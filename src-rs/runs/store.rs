use std::collections::VecDeque;
use std::sync::RwLock;

use chrono::Utc;

use super::types::{RunRecord, RunStatus};

pub const DEFAULT_CAPACITY: usize = 200;

/// In-memory log of recent sessions. The oldest record is evicted once the
/// store is full; nothing is written to disk.
pub struct RunStore {
    capacity: usize,
    runs: RwLock<VecDeque<RunRecord>>,
}

impl Default for RunStore {
    fn default() -> Self {
        Self::new(DEFAULT_CAPACITY)
    }
}

impl RunStore {
    pub fn new(capacity: usize) -> Self {
        Self {
            capacity: capacity.max(1),
            runs: RwLock::new(VecDeque::new()),
        }
    }

    pub fn create(&self, id: &str, agent: &str, query: &str) -> RunRecord {
        let run = RunRecord {
            id: id.to_string(),
            agent: agent.to_string(),
            query: query.to_string(),
            status: RunStatus::Running,
            output: None,
            error: None,
            tool_calls: 0,
            created_at: Utc::now(),
            completed_at: None,
        };
        if let Ok(mut runs) = self.runs.write() {
            while runs.len() >= self.capacity {
                runs.pop_front();
            }
            runs.push_back(run.clone());
        }
        run
    }

    pub fn finish(
        &self,
        id: &str,
        status: RunStatus,
        output: Option<String>,
        error: Option<String>,
        tool_calls: usize,
    ) -> Option<RunRecord> {
        let mut runs = self.runs.write().ok()?;
        let run = runs.iter_mut().find(|run| run.id == id)?;
        run.status = status;
        run.output = output;
        run.error = error;
        run.tool_calls = tool_calls;
        if status != RunStatus::Running {
            run.completed_at = Some(Utc::now());
        }
        Some(run.clone())
    }

    pub fn get(&self, id: &str) -> Option<RunRecord> {
        let runs = self.runs.read().ok()?;
        runs.iter().find(|run| run.id == id).cloned()
    }

    /// Newest first.
    pub fn list(&self, limit: usize) -> Vec<RunRecord> {
        match self.runs.read() {
            Ok(runs) => runs.iter().rev().take(limit).cloned().collect(),
            Err(_) => vec![],
        }
    }

    pub fn len(&self) -> usize {
        self.runs.read().map(|runs| runs.len()).unwrap_or(0)
    }

    pub fn is_empty(&self) -> bool {
        self.len() == 0
    }
}

#[cfg(test)]
mod tests {
    use super::*;

    #[test]
    fn finish_updates_record() {
        let store = RunStore::default();
        store.create("s1", "sports", "odds for KC");
        let done = store
            .finish("s1", RunStatus::Completed, Some("KC -125".into()), None, 2)
            .unwrap();
        assert_eq!(done.status, RunStatus::Completed);
        assert_eq!(done.tool_calls, 2);
        assert!(done.completed_at.is_some());
        assert!(store.finish("missing", RunStatus::Failed, None, None, 0).is_none());
    }

    #[test]
    fn bounded_and_newest_first() {
        let store = RunStore::new(2);
        store.create("a", "sports", "1");
        store.create("b", "sports", "2");
        store.create("c", "research", "3");
        assert_eq!(store.len(), 2);
        assert!(store.get("a").is_none());
        let ids: Vec<String> = store.list(10).into_iter().map(|r| r.id).collect();
        assert_eq!(ids, vec!["c", "b"]);
        assert_eq!(store.list(1).len(), 1);
    }
}
use std::io::{BufRead, BufReader};

use reqwest::blocking::{Client, RequestBuilder, Response};
use reqwest::header::{HeaderValue, AUTHORIZATION};
use serde_json::Value;

use crate::models::{ChatCompletion, ChatRequest, ResearchRequest, ResearchResponse, RunInfo};

/// Agent sessions can run for minutes.
const REQUEST_TIMEOUT_SECS: u64 = 180;

pub struct HTTPClient {
    pub base_url: String,
    pub token: Option<String>,
    client: Client,
}

/// One parsed `data:` line of a chat completion stream.
#[derive(Debug, PartialEq)]
pub enum StreamLine {
    Delta(String),
    Error(String),
    Done,
    Skip,
}

pub fn parse_stream_line(line: &str) -> StreamLine {
    let data = match line.strip_prefix("data:") {
        Some(data) => data.trim(),
        None => return StreamLine::Skip,
    };
    if data == "[DONE]" {
        return StreamLine::Done;
    }
    let value: Value = match serde_json::from_str(data) {
        Ok(value) => value,
        Err(_) => return StreamLine::Skip,
    };
    if let Some(err) = value.get("error") {
        let message = err
            .get("message")
            .and_then(|v| v.as_str())
            .map(|s| s.to_string())
            .unwrap_or_else(|| err.to_string());
        return StreamLine::Error(message);
    }
    match value.pointer("/choices/0/delta/content").and_then(|v| v.as_str()) {
        Some(text) if !text.is_empty() => StreamLine::Delta(text.to_string()),
        _ => StreamLine::Skip,
    }
}

impl HTTPClient {
    pub fn new(base_url: &str, token: Option<String>) -> Result<Self, String> {
        let client = Client::builder()
            .timeout(std::time::Duration::from_secs(REQUEST_TIMEOUT_SECS))
            .build()
            .map_err(|err| err.to_string())?;
        Ok(Self {
            base_url: base_url.to_string(),
            token,
            client,
        })
    }

    fn url(&self, path: &str) -> String {
        format!("{}{}", self.base_url.trim_end_matches('/'), path)
    }

    fn authorized(&self, builder: RequestBuilder) -> RequestBuilder {
        match self
            .token
            .as_ref()
            .and_then(|token| HeaderValue::from_str(&format!("Bearer {}", token)).ok())
        {
            Some(header) => builder.header(AUTHORIZATION, header),
            None => builder,
        }
    }

    fn check(resp: Response) -> Result<Response, String> {
        if resp.status().is_success() {
            Ok(resp)
        } else {
            let status = resp.status();
            let body = resp.text().unwrap_or_default();
            Err(format!("http {}: {}", status.as_u16(), body))
        }
    }

    pub fn chat(&self, req: &ChatRequest) -> Result<String, String> {
        let resp = self
            .authorized(self.client.post(self.url("/v1/chat/completions")))
            .json(req)
            .send()
            .map_err(|err| err.to_string())?;
        let completion = Self::check(resp)?
            .json::<ChatCompletion>()
            .map_err(|err| err.to_string())?;
        completion
            .choices
            .into_iter()
            .next()
            .map(|choice| choice.message.content)
            .ok_or_else(|| "empty completion".to_string())
    }

    /// Calls `on_delta` for each streamed piece and returns the whole answer.
    pub fn chat_stream(&self, req: &ChatRequest, mut on_delta: impl FnMut(&str)) -> Result<String, String> {
        let resp = self
            .authorized(self.client.post(self.url("/v1/chat/completions")))
            .json(req)
            .send()
            .map_err(|err| err.to_string())?;
        let reader = BufReader::new(Self::check(resp)?);
        let mut answer = String::new();
        for line in reader.lines() {
            let line = line.map_err(|err| err.to_string())?;
            match parse_stream_line(&line) {
                StreamLine::Delta(text) => {
                    on_delta(&text);
                    answer.push_str(&text);
                }
                StreamLine::Error(message) => return Err(message),
                StreamLine::Done => break,
                StreamLine::Skip => {}
            }
        }
        Ok(answer)
    }

    pub fn research(&self, query: &str) -> Result<ResearchResponse, String> {
        let resp = self
            .authorized(self.client.post(self.url("/v1/research")))
            .json(&ResearchRequest {
                query: query.to_string(),
            })
            .send()
            .map_err(|err| err.to_string())?;
        // Failed sessions still carry a result body.
        resp.json::<ResearchResponse>().map_err(|err| err.to_string())
    }

    pub fn list_runs(&self, limit: usize) -> Result<Vec<RunInfo>, String> {
        let resp = self
            .authorized(self.client.get(self.url(&format!("/runs?limit={}", limit))))
            .send()
            .map_err(|err| err.to_string())?;
        let value = Self::check(resp)?
            .json::<Value>()
            .map_err(|err| err.to_string())?;
        let runs = value
            .get("runs")
            .and_then(|v| v.as_array())
            .cloned()
            .unwrap_or_default();
        Ok(runs
            .into_iter()
            .filter_map(|item| serde_json::from_value::<RunInfo>(item).ok())
            .collect())
    }

    pub fn get_run(&self, id: &str) -> Result<RunInfo, String> {
        let resp = self
            .authorized(self.client.get(self.url(&format!("/runs/{}", id))))
            .send()
            .map_err(|err| err.to_string())?;
        Self::check(resp)?.json::<RunInfo>().map_err(|err| err.to_string())
    }
}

+---+

**Required work**. Lines containing the string "StreamLine": report how many there are in the material above, and nothing more.

**Written answer**. 12